Podoroska ist die 131. der Weltrangliste - und seit gestern die erste Qualifikantin, die es bis ins Halbfinale des Grand-Slam-Turniers geschafft hat. Gegen die Weltranglistenfünfte Switolina, in Paris an Position drei gesetzt, dominierte sie von Beginn an - und verschaffte den wettergeplagten Veranstaltern mit einem glatten Sieg ein kleines Polster im Zeitplan. Das wiederum brauchten Thiem und Schwarzmann unmittelbar im Anschluss schnell wieder auf.

Mit ihrem Halbfinaleinzug hat Podoroska nun in den Tagen von Paris schon 503.478 US-Dollar (425.250 Euro) verdient - und damit beinahe doppelt so viel, wie in ihrer bisherigen Karriere insgesamt. Die Buchhaltung der 23-Jährigen wird sich jedenfalls wundern, wenn das Geld aus Frankreich eintrudelt: Zuletzt hatten die Veranstalter des ITF-Turniers im französischen Saint-Malo für ihren Sieg rund 9000 Dollar überwiesen, aus Palermo waren im August 2300 Dollar eingetrudelt, die 672 Dollar für eine Viertelfinalteilnahme in Irapuato, Mexiko dürften kaum die Reisekosten gedeckt haben. Höchstens, wenn man sie zu den 3400 Dollar addiert, die Podoroska bei zwei weiteren Kleinturnieren in Mexiko in den Wochen vorher verdient hatte.

Siegemund kann Geschichte nicht weiterschreiben

Der Pariser Geldregen, die für die Tennisprofis deutlich angenehmere Variante des zuletzt auf der Anlage allgegenwärtigen Pariser Nieselregens, geht bei den Damen auf eine ganze Reihe Spielerinnen nieder, die vor dem Turnier wohl eher mit einer kalten Dusche gerechnet hatten. Podoroskas Gegnerin im Halbfinale ist die Polin Iga Swiatek, immerhin die Nummer 54 der Weltrangliste. Die 19-Jährige hatte die Qualifikantin Martina Trevisan locker abgefertigt. Die Italienerin hatte zuvor noch kein Match bei einem Grand-Slam-Turnier gewonnen, hatte es überhaupt erst einmal ins Hauptfeld geschafft. Nun nimmt sie 335.652 Dollar mit nach Hause.
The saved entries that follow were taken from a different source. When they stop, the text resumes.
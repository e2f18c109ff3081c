//! Top-level declarations.

use freec_common::Span;

use crate::expr::{Expr, VarPat};
use crate::name::{DeclIdent, Name};
use crate::types::{Type, TypeSchema, TypeVarDecl};

/// A data constructor declaration: name plus field types.
#[derive(Clone, Debug, PartialEq, Eq)]
pub struct ConDecl {
    pub ident: DeclIdent,
    pub fields: Vec<Type>,
}

/// An algebraic data type declaration.
#[derive(Clone, Debug, PartialEq, Eq)]
pub struct DataDecl {
    pub span: Span,
    pub ident: DeclIdent,
    pub type_args: Vec<TypeVarDecl>,
    pub cons: Vec<ConDecl>,
}

/// A type synonym declaration.
#[derive(Clone, Debug, PartialEq, Eq)]
pub struct TypeSynDecl {
    pub span: Span,
    pub ident: DeclIdent,
    pub type_args: Vec<TypeVarDecl>,
    pub body: Type,
}

#[derive(Clone, Debug, PartialEq, Eq)]
pub enum TypeDecl {
    Data(DataDecl),
    Syn(TypeSynDecl),
}

impl TypeDecl {
    #[must_use]
    pub fn ident(&self) -> &DeclIdent {
        match self {
            TypeDecl::Data(d) => &d.ident,
            TypeDecl::Syn(d) => &d.ident,
        }
    }

    #[must_use]
    pub fn span(&self) -> Span {
        match self {
            TypeDecl::Data(d) => d.span,
            TypeDecl::Syn(d) => d.span,
        }
    }

    #[must_use]
    pub fn type_args(&self) -> &[TypeVarDecl] {
        match self {
            TypeDecl::Data(d) => &d.type_args,
            TypeDecl::Syn(d) => &d.type_args,
        }
    }
}

/// A type signature: `f :: forall a. a -> a`.
#[derive(Clone, Debug, PartialEq, Eq)]
pub struct TypeSig {
    pub span: Span,
    pub name: Name,
    pub schema: TypeSchema,
}

/// A top-level function binding.
///
/// `type_args` and `return_type` are distributed from the signature before
/// code generation; the parser leaves them empty.
#[derive(Clone, Debug, PartialEq, Eq)]
pub struct FuncDecl {
    pub span: Span,
    pub ident: DeclIdent,
    pub type_args: Vec<TypeVarDecl>,
    pub args: Vec<VarPat>,
    pub body: Expr,
    pub return_type: Option<Type>,
}

impl FuncDecl {
    /// Number of value arguments.
    #[must_use]
    pub fn arity(&self) -> usize {
        self.args.len()
    }
}

/// An unrestricted module import: `import M`.
#[derive(Clone, Debug, PartialEq, Eq)]
pub struct ImportDecl {
    pub span: Span,
    pub module: String,
}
Während bei den Männern wohl erwartungsgemäß die bisher problemlos durch das Turnier marschierenden Superstars Novak Djokovic und Rafael Nadal - Nummer eins und zwei der Weltrangliste - das Endspiel bestreiten werden, wird bei den Damen also entweder eine Qualifikantin oder mindestens eine Ungesetzte im Finale stehen.

Die Favoritinnen haben sich längst verabschiedet: Serena Williams musste ihre Jagd auf den 24. Grand-Slam-Titel ihrer Laufbahn verletzungsbedingt schon nach der ersten Runde abbrechen, die Weltranglistenerste Simona Halep wurde von Swiatek im Achtelfinale schlimm vermöbelt. Eine von zwei noch im Turnier verbliebenen gesetzten Spielerinnen ist damit die Tschechin Petra Kvitova. Die bekam es heute mit Laura Siegemund zu tun, die - natürlich - völlig unerwartet ins Viertelfinale eingezogen ist und vorher in ihrer Karriere überhaupt nur ein Match in Paris gewinnen konnte. Die Deutsche konnte die große Geschichte der Außenseiterinnen nicht weiter schreiben und verlor gegen die zweimalige Wimbledon-Siegerin glatt in zwei Sätzen.